News

Microsoft Patches Denial of Service Vulnerability

• By Stephen Swoyer
• 10/19/2001

The vulnerability affects systems running Windows NT 4.0 Terminal Server Edition as well as Windows 2000 Server and Windows 2000 Advanced Server, both of which incorporate integrated Terminal Services.

Like a lot of the other bugs that the software giant has recently patched, the new vulnerability can be exploited by means of a particular arrangement of malformed data. According to Russ Cooper, editor of the Windows NT Bugtraq mailing list and a security analyst with TruSecure Corp., Microsoft products have historically demonstrated a susceptibility to malformed data attacks, in particular.

“It is an unfortunate recurrence of something that Microsoft has not been able to get a handle on yet, which is that their server products do not respond well to mal-formed data,” he comments. “We’ve had problems like this in the past with RPC and [with] practically anything that listens.”

In a bulletin that it distributed to the members of its security mailing list, Microsoft acknowledged that an attacker who sends a particular kind of malformed data to a port associated with its multi-user terminal services component could perpetrate a DoS attack against Windows NT 4.0 and Windows 2000 systems. Microsoft’s terminal services component leverages a protocol, dubbed the Remote Data Protocol (RDP), which by default listens for requests on port 3389.

Thursday night, the hotfixes that Microsoft made available to patch the new terminal services vulnerability were removed and replaced with a message which read: “This patch has been temporarily removed, but will be available again shortly.”

The software giant cautions that an attacker does not have to successfully log onto a Windows server in order to take it down; instead, she has only to bombard port 3389 with malformed RDP packets, causing the server to fail. In order to restore a server to normal operation, Microsoft allows, an administrator would have to reboot it.
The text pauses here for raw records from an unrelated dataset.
//! Headless Chrome/Chromium pages via chromiumoxide.

use std::path::PathBuf;
use std::time::Duration;

use chromiumoxide::browser::{Browser as CdpBrowser, BrowserConfig};
use chromiumoxide::cdp::browser_protocol::fetch::{
    ContinueRequestParams, EnableParams, EventRequestPaused, FailRequestParams, RequestPattern, RequestStage,
};
use chromiumoxide::cdp::browser_protocol::network::{CookieParam, ErrorReason, ResourceType, SetCookiesParams};
use chromiumoxide::cdp::browser_protocol::page::{EventDomContentEventFired, NavigateParams};
use chromiumoxide::page::Page;
use fbfeed_core::{AppConfig, SessionCookie};
use futures_util::StreamExt;
use tokio::task::JoinHandle;
use url::Url;

use super::{Browser, BrowserPage, RenderError, RequestFilter, ResourceKind};

/// Options for launching the browser process.
#[derive(Debug, Clone)]
pub struct LaunchOptions {
    pub headless: bool,
    /// Chrome/Chromium binary; chromiumoxide auto-detects when `None`.
    pub executable: Option<PathBuf>,
}

impl Default for LaunchOptions {
    fn default() -> Self {
        Self { headless: true, executable: None }
    }
}

impl From<&AppConfig> for LaunchOptions {
    fn from(config: &AppConfig) -> Self {
        Self { headless: config.headless, executable: config.chrome_executable.clone() }
    }
}

/// Headless Chrome/Chromium shared by all fetches of one listing request.
pub struct HeadlessBrowser {
    browser: CdpBrowser,
    handler: JoinHandle<()>,
}

impl HeadlessBrowser {
    /// Launch a browser instance.
    ///
    /// The Chrome DevTools Protocol event loop runs on a background task
    /// until the browser is closed.
    pub async fn launch(options: &LaunchOptions) -> Result<Self, RenderError> {
        let mut builder = BrowserConfig::builder()
            .arg("--disable-gpu")
            .arg("--no-sandbox")
            .arg("--disable-dev-shm-usage")
            .arg("--disable-extensions")
            .arg("--disable-background-networking");
        if !options.headless {
            builder = builder.with_head();
        }
        if let Some(path) = &options.executable {
            builder = builder.chrome_executable(path);
        }
        let config = builder.build().map_err(RenderError::BrowserLaunch)?;

        let (browser, mut handler) = CdpBrowser::launch(config)
            .await
            .map_err(|e| RenderError::BrowserLaunch(e.to_string()))?;

        let handler = tokio::spawn(async move {
            while let Some(event) = handler.next().await {
                if let Err(e) = event {
                    tracing::debug!("browser handler event error: {e}");
                    break;
                }
            }
        });

        Ok(Self { browser, handler })
    }

    /// Close the browser process and stop its event loop.
    pub async fn close(mut self) {
        if let Err(e) = self.browser.close().await {
            tracing::debug!("browser close failed: {e}");
        }
        self.browser.wait().await.ok();
        self.handler.abort();
    }
}

#[async_trait::async_trait]
impl Browser for HeadlessBrowser {
    async fn new_page(&self) -> Result<Box<dyn BrowserPage>, RenderError> {
        let page = self
            .browser
            .new_page("about:blank")
            .await
            .map_err(|e| RenderError::PageCreation(e.to_string()))?;
        Ok(Box::new(ChromiumPage { page, interceptor: None }))
    }
}

/// One browser tab.
pub struct ChromiumPage {
    page: Page,
    interceptor: Option<JoinHandle<()>>,
}

fn classify(resource_type: &ResourceType) -> ResourceKind {
    match resource_type {
        ResourceType::Document => ResourceKind::Document,
        ResourceType::Script => ResourceKind::Script,
        ResourceType::Stylesheet => ResourceKind::Stylesheet,
        ResourceType::Image => ResourceKind::Image,
        ResourceType::Media => ResourceKind::Media,
        ResourceType::Font => ResourceKind::Font,
        ResourceType::Xhr | ResourceType::Fetch => ResourceKind::Xhr,
        _ => ResourceKind::Other,
    }
}

#[async_trait::async_trait]
impl BrowserPage for ChromiumPage {
    async fn install_request_filter(&mut self, filter: RequestFilter) -> Result<(), RenderError> {
        let mut paused = self
            .page
            .event_listener::<EventRequestPaused>()
            .await
            .map_err(|e| RenderError::Setup(e.to_string()))?;

        let pattern = RequestPattern::builder()
            .url_pattern("*")
            .request_stage(RequestStage::Request)
            .build();
        self.page
            .execute(EnableParams::builder().pattern(pattern).build())
            .await
            .map_err(|e| RenderError::Setup(e.to_string()))?;

        let page = self.page.clone();
        self.interceptor = Some(tokio::spawn(async move {
            while let Some(event) = paused.next().await {
                let outcome = if filter.allows(classify(&event.resource_type)) {
                    page.execute(ContinueRequestParams::new(event.request_id.clone()))
                        .await
                        .map(|_| ())
                } else {
                    page.execute(FailRequestParams::new(event.request_id.clone(), ErrorReason::BlockedByClient))
                        .await
                        .map(|_| ())
                };
                if let Err(e) = outcome {
                    tracing::trace!("request interception reply failed: {e}");
                }
            }
        }));

        Ok(())
    }

    async fn set_cookies(&mut self, cookies: &[SessionCookie], domain: &str) -> Result<(), RenderError> {
        let params = cookies
            .iter()
            .map(|cookie| {
                CookieParam::builder()
                    .name(cookie.name.as_str())
                    .value(cookie.value.as_str())
                    .domain(domain)
                    .path("/")
                    .secure(true)
                    .build()
                    .map_err(RenderError::Setup)
            })
            .collect::<Result<Vec<_>, _>>()?;

        self.page
            .execute(SetCookiesParams::new(params))
            .await
            .map_err(|e| RenderError::Setup(e.to_string()))?;
        Ok(())
    }

    async fn goto(&mut self, url: &Url, timeout: Duration) -> Result<(), RenderError> {
        let mut dom_ready = self
            .page
            .event_listener::<EventDomContentEventFired>()
            .await
            .map_err(|e| RenderError::Navigation(e.to_string()))?;

        let params = NavigateParams::builder()
            .url(url.as_str())
            .build()
            .map_err(RenderError::Navigation)?;

        let timeout_ms = timeout.as_millis() as u64;
        tokio::time::timeout(timeout, async {
            let response = self
                .page
                .execute(params)
                .await
                .map_err(|e| RenderError::Navigation(e.to_string()))?;
            if let Some(error_text) = &response.result.error_text {
                return Err(RenderError::Navigation(error_text.clone()));
            }
            dom_ready.next().await.ok_or(RenderError::BrowserClosed)?;
            Ok(())
        })
        .await
        .map_err(|_| RenderError::Timeout(timeout_ms))?
    }

    async fn content(&self) -> Result<String, RenderError> {
        self.page
            .evaluate("document.documentElement.innerHTML")
            .await
            .map_err(|e| RenderError::ContentRetrieval(e.to_string()))?
            .into_value::<String>()
            .map_err(|e| RenderError::ContentRetrieval(e.to_string()))
    }

    async fn close(self: Box<Self>) {
        let ChromiumPage { page, interceptor } = *self;
        if let Some(interceptor) = interceptor {
            interceptor.abort();
        }
        if let Err(e) = page.close().await {
            tracing::debug!("page close failed: {e}");
        }
    }
}

#[cfg(test)]
mod tests {
    use super::*;

    #[test]
    fn test_classify_resource_types() {
        assert_eq!(classify(&ResourceType::Document), ResourceKind::Document);
        assert_eq!(classify(&ResourceType::Script), ResourceKind::Script);
        assert_eq!(classify(&ResourceType::Image), ResourceKind::Image);
        assert_eq!(classify(&ResourceType::Fetch), ResourceKind::Xhr);
        assert_eq!(classify(&ResourceType::WebSocket), ResourceKind::Other);
    }

    #[tokio::test]
    #[ignore = "requires Chrome/Chromium installation"]
    async fn test_headless_browser_launch() {
        let browser = HeadlessBrowser::launch(&LaunchOptions::default()).await;
        assert!(browser.is_ok());
        browser.unwrap().close().await;
    }

    #[tokio::test]
    #[ignore = "requires Chrome/Chromium installation"]
    async fn test_page_blocks_images_and_reads_dom() {
        let browser = HeadlessBrowser::launch(&LaunchOptions::default()).await.unwrap();
        let mut page = browser.new_page().await.unwrap();
        page.install_request_filter(RequestFilter::documents_and_scripts())
            .await
            .unwrap();

        let url = Url::parse("data:text/html,<h1>Hello</h1><img src='https://example.com/a.png'>").unwrap();
        page.goto(&url, Duration::from_secs(10)).await.unwrap();
        let html = page.content().await.unwrap();
        assert!(html.contains("<h1>Hello</h1>"));

        page.close().await;
        browser.close().await;
    }
}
Any unsaved work -- or unsaved data associated with applications running on the server at the time -- would be lost.

According to Microsoft’s new security bulletin rating system, the new terminal services vulnerability merits a “low” mark for Internet and a “moderate” grade for intranet susceptibilities. Microsoft claims that IT organizations can safeguard against the possibility of attack from without by blocking external traffic bound for port 3389 on their firewalls or routers. To do so, however, would also restrict the ability of legitimate users outside of an organization – such as remote or telecommuting workers – to access terminal services.
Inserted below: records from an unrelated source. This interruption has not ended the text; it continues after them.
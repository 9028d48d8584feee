//! Controlled browser seam.
//!
//! The fetcher drives pages through the `Browser` / `BrowserPage` traits.
//! The chromiumoxide implementation lives behind the `render` feature.

#[cfg(feature = "render")]
pub mod chromium;

#[cfg(test)]
pub(crate) mod fake;

use std::time::Duration;

use fbfeed_core::SessionCookie;
use thiserror::Error;
use url::Url;

#[cfg(feature = "render")]
pub use chromium::{ChromiumPage, HeadlessBrowser, LaunchOptions};

/// Errors that can occur while driving a browser page.
#[derive(Debug, Error)]
pub enum RenderError {
    /// Failed to launch or connect to browser.
    #[error("browser launch failed: {0}")]
    BrowserLaunch(String),

    /// Failed to open a new page.
    #[error("page creation failed: {0}")]
    PageCreation(String),

    /// Failed to set up request interception or cookies.
    #[error("page setup failed: {0}")]
    Setup(String),

    /// Failed to navigate to URL.
    #[error("navigation failed: {0}")]
    Navigation(String),

    /// Failed to get page content.
    #[error("content retrieval failed: {0}")]
    ContentRetrieval(String),

    /// Timeout waiting for the DOM to be parsed.
    #[error("navigation timeout after {0}ms")]
    Timeout(u64),

    /// Browser closed unexpectedly.
    #[error("browser closed unexpectedly")]
    BrowserClosed,
}

/// Coarse classification of a sub-resource request.
#[derive(Debug, Clone, Copy, PartialEq, Eq, Hash)]
pub enum ResourceKind {
    Document,
    Script,
    Stylesheet,
    Image,
    Media,
    Font,
    Xhr,
    Other,
}

/// Which resource kinds a page may load; everything else is aborted.
#[derive(Debug, Clone, PartialEq, Eq)]
pub struct RequestFilter {
    allowed: Vec<ResourceKind>,
}

impl RequestFilter {
    /// Allow only top-level documents and scripts.
    pub fn documents_and_scripts() -> Self {
        Self { allowed: vec![ResourceKind::Document, ResourceKind::Script] }
    }

    pub fn allows(&self, kind: ResourceKind) -> bool {
        self.allowed.contains(&kind)
    }
}

/// A browser able to open isolated pages.
#[async_trait::async_trait]
pub trait Browser: Send + Sync {
    /// Open a new blank page (tab).
    async fn new_page(&self) -> Result<Box<dyn BrowserPage>, RenderError>;
}

/// A single open page. Must be released with [`BrowserPage::close`].
#[async_trait::async_trait]
pub trait BrowserPage: Send {
    /// Abort every request the filter does not allow.
    async fn install_request_filter(&mut self, filter: RequestFilter) -> Result<(), RenderError>;

    /// Inject cookies scoped to `domain`.
    async fn set_cookies(&mut self, cookies: &[SessionCookie], domain: &str) -> Result<(), RenderError>;

    /// Navigate and return once the DOM has been parsed.
    async fn goto(&mut self, url: &Url, timeout: Duration) -> Result<(), RenderError>;

    /// Inner HTML of the document element.
    async fn content(&self) -> Result<String, RenderError>;

    /// Release the page.
    async fn close(self: Box<Self>);
}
As was the case with a previous terminal services vulnerability, the new bug could potentially affect a large number of Windows 2000 systems. Because an IT organization can configure Windows 2000 Server and Windows 2000 Advanced Server to operate in so-called “Remote Administration” mode, it’s conceivable that systems that aren’t strictly deployed as terminal servers, but which are nonetheless configured to support limited terminal services for the purposes of remote administration, could be affected, as well.

NT Bugtraq’s Cooper expects that we’ll probably continue to see DoS and other attacks that exploit malformed data vulnerabilities. “You could have a system set up and listening for garbage until the cows come home, and you still would not have seen all of the garbage that could be sent to it,” he says.